— What is required —
Among the lines below, list those containing the string "CavError".

— Supplied material —
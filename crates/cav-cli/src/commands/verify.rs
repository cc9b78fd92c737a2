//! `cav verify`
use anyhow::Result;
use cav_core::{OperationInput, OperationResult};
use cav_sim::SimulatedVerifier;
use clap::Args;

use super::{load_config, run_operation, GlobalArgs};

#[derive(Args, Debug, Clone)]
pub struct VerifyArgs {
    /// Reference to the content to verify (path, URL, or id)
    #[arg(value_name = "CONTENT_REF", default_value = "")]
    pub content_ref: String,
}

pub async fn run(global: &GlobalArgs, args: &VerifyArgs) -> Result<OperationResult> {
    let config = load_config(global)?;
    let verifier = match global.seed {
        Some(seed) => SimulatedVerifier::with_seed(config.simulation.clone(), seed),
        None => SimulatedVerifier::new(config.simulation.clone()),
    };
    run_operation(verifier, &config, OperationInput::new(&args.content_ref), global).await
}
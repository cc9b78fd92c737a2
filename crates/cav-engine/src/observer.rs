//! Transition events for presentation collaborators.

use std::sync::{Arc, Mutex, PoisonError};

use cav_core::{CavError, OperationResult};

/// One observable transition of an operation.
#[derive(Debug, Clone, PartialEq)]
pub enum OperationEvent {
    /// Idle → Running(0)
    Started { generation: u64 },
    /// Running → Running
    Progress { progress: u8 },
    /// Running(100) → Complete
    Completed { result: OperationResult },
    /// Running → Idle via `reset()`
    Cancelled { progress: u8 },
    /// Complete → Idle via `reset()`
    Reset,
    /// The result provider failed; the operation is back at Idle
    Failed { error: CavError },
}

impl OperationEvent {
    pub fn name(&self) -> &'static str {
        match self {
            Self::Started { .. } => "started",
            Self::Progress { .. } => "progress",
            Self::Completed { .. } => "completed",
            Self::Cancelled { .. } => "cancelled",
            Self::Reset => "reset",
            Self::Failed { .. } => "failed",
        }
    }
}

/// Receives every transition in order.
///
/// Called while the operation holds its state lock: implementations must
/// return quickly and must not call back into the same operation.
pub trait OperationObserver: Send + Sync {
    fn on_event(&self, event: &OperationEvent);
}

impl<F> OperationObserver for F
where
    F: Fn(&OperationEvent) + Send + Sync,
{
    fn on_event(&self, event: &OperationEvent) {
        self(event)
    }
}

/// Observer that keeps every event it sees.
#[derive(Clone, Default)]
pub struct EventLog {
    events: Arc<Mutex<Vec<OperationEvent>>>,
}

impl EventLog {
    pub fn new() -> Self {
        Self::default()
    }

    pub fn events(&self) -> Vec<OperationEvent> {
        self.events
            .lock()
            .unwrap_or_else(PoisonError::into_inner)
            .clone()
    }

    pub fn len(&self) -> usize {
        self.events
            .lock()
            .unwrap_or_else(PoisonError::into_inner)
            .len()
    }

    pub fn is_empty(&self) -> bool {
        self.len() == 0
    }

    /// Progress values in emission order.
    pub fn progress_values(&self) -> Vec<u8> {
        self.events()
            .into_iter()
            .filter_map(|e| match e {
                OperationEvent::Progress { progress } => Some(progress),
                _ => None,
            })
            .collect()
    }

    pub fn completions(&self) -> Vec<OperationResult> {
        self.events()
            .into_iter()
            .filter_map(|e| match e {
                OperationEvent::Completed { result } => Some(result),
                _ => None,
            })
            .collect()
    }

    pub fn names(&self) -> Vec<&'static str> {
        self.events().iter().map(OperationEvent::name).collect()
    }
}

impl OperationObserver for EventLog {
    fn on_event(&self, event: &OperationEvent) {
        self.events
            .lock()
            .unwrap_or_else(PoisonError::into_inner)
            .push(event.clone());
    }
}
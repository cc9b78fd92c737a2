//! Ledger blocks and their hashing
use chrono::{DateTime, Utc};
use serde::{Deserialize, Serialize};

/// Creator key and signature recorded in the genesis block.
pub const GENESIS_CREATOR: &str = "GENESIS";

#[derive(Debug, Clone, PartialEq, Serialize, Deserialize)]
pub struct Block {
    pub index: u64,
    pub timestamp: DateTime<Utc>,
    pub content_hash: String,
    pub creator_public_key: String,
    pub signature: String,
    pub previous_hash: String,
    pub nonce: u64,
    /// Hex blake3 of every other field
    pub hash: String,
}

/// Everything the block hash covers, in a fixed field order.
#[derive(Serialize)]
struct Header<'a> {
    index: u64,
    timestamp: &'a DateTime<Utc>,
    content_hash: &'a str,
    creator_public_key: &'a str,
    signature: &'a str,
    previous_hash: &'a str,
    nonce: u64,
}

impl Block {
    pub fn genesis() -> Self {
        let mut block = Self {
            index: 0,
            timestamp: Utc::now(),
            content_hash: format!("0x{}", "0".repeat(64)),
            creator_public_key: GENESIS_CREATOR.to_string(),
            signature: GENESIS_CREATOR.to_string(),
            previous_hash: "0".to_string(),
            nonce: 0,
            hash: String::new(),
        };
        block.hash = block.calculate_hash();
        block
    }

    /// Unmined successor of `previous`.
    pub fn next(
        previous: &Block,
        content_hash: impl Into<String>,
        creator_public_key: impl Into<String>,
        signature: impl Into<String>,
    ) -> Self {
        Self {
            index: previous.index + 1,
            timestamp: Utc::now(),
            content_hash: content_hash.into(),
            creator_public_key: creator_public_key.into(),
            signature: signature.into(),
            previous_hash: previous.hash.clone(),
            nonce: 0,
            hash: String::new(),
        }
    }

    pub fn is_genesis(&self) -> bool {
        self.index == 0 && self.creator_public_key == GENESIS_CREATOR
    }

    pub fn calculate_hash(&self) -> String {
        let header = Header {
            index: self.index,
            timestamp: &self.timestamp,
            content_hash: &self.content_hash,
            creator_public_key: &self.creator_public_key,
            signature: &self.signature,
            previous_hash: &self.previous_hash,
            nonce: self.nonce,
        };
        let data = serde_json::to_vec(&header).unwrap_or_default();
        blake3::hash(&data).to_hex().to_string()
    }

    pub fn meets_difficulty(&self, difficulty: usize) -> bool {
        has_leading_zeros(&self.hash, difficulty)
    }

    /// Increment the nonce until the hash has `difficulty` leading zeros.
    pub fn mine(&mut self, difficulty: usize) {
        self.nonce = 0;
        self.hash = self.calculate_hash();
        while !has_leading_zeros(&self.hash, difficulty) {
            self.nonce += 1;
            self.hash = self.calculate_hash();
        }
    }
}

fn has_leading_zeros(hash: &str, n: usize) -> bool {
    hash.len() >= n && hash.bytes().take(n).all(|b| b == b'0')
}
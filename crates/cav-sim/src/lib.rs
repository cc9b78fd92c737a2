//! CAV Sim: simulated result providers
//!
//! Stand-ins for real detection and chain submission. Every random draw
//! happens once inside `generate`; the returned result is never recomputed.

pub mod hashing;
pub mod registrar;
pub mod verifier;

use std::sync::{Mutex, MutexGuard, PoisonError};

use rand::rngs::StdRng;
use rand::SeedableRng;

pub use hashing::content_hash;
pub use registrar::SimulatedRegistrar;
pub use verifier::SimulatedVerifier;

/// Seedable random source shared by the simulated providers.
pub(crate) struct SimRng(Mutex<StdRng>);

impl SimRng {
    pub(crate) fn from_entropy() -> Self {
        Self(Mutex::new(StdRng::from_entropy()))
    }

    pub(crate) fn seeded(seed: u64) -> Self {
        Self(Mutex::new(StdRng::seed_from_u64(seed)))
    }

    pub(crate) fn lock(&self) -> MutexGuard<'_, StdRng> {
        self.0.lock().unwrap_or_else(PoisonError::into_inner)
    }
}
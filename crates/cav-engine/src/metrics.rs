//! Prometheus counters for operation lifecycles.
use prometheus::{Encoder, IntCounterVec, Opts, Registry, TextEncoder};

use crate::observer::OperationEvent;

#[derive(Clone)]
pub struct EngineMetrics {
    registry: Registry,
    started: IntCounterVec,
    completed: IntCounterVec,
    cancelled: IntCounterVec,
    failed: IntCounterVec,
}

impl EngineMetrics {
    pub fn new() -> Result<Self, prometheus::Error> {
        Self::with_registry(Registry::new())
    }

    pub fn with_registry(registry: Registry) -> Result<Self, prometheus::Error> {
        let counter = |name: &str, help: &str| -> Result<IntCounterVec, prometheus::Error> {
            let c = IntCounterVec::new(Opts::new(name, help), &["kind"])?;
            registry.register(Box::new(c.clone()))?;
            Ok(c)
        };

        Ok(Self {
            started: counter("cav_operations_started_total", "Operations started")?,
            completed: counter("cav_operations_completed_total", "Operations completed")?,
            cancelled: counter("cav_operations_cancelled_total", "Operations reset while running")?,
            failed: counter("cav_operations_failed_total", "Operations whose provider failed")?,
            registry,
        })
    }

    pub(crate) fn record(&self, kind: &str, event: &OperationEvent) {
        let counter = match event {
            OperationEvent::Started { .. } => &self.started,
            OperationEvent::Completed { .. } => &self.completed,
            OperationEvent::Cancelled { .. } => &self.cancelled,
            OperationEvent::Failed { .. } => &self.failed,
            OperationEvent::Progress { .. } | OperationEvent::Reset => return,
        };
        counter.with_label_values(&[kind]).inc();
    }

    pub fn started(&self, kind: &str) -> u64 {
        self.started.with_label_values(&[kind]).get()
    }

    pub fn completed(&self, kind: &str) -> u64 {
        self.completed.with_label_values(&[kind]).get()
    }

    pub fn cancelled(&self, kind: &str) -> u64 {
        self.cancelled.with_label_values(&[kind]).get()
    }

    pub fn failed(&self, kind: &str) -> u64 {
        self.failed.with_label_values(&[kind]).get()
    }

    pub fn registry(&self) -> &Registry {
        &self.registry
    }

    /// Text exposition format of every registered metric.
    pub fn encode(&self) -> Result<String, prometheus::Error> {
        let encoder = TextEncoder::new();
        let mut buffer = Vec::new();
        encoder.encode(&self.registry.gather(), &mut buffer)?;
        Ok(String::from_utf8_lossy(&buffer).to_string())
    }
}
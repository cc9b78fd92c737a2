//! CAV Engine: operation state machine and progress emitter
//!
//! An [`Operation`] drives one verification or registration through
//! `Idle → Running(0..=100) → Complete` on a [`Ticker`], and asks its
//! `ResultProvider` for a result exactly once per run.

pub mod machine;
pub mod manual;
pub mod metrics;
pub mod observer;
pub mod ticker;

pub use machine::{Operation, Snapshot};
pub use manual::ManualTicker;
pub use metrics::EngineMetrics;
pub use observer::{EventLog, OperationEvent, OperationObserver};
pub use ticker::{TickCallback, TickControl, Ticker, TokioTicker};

...

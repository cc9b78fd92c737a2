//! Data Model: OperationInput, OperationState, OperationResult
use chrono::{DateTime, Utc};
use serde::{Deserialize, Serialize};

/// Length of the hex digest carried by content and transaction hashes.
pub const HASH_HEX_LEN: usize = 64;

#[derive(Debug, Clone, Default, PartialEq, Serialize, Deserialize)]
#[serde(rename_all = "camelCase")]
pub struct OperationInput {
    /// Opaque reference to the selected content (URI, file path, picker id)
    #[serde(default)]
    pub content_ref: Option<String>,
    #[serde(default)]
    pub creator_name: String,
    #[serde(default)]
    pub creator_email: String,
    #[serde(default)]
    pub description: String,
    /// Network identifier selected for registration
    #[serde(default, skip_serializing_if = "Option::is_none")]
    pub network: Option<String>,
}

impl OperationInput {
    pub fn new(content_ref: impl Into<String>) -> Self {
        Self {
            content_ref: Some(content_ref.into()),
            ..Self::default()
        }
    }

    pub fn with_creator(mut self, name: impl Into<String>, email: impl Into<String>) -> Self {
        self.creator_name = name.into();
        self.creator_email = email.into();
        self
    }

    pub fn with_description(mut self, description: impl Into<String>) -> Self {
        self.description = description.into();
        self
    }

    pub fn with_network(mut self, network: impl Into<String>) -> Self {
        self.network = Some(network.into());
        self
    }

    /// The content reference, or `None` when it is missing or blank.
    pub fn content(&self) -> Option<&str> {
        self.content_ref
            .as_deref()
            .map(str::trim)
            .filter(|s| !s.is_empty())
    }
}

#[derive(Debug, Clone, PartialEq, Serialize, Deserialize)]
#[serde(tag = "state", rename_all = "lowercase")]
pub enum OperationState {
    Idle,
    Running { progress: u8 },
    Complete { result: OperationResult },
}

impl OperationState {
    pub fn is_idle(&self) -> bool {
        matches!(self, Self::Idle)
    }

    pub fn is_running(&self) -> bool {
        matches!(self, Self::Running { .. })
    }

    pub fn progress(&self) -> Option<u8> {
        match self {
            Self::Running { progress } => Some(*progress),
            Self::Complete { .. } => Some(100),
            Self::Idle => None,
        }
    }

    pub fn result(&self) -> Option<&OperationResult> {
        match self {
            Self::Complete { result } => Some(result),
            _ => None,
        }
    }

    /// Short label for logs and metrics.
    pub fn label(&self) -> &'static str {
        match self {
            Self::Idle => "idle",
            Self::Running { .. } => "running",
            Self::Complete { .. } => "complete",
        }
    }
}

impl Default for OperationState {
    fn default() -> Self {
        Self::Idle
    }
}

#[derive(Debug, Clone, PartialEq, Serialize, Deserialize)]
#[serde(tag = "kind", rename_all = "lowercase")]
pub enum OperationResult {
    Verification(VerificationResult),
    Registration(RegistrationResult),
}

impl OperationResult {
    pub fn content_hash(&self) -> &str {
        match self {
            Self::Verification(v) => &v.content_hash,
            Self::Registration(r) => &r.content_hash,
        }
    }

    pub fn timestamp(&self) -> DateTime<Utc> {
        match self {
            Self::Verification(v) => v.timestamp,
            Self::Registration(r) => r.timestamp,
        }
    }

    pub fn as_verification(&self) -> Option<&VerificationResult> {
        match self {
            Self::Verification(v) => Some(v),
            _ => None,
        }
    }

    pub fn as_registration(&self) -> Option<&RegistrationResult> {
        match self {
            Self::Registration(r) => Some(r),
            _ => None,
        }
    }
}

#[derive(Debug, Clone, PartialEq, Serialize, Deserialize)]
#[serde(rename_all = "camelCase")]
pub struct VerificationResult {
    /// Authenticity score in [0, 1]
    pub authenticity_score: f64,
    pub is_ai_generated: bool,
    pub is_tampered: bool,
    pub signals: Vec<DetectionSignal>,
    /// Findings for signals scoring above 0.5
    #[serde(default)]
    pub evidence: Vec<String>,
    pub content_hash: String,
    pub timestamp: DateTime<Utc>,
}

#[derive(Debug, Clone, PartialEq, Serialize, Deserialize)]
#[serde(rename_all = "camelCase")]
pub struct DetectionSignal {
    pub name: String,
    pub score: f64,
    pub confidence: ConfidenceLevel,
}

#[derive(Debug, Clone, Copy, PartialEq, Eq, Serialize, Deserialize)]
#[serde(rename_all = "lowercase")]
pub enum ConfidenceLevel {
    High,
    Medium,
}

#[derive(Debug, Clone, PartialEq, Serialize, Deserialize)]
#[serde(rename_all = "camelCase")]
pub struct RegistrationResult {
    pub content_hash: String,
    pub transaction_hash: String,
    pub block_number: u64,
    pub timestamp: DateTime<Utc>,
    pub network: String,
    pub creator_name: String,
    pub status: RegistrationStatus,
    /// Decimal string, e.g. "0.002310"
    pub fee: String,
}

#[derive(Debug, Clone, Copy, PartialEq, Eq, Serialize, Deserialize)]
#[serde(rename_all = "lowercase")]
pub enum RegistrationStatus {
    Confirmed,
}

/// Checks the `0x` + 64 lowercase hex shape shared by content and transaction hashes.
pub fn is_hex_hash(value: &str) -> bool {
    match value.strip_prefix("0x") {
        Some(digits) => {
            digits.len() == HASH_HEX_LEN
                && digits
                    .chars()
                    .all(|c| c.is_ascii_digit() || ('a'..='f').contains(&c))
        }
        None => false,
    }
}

— Answer to this exercise —
use cav_core::{CavError, OperationResult};
    Failed { error: CavError },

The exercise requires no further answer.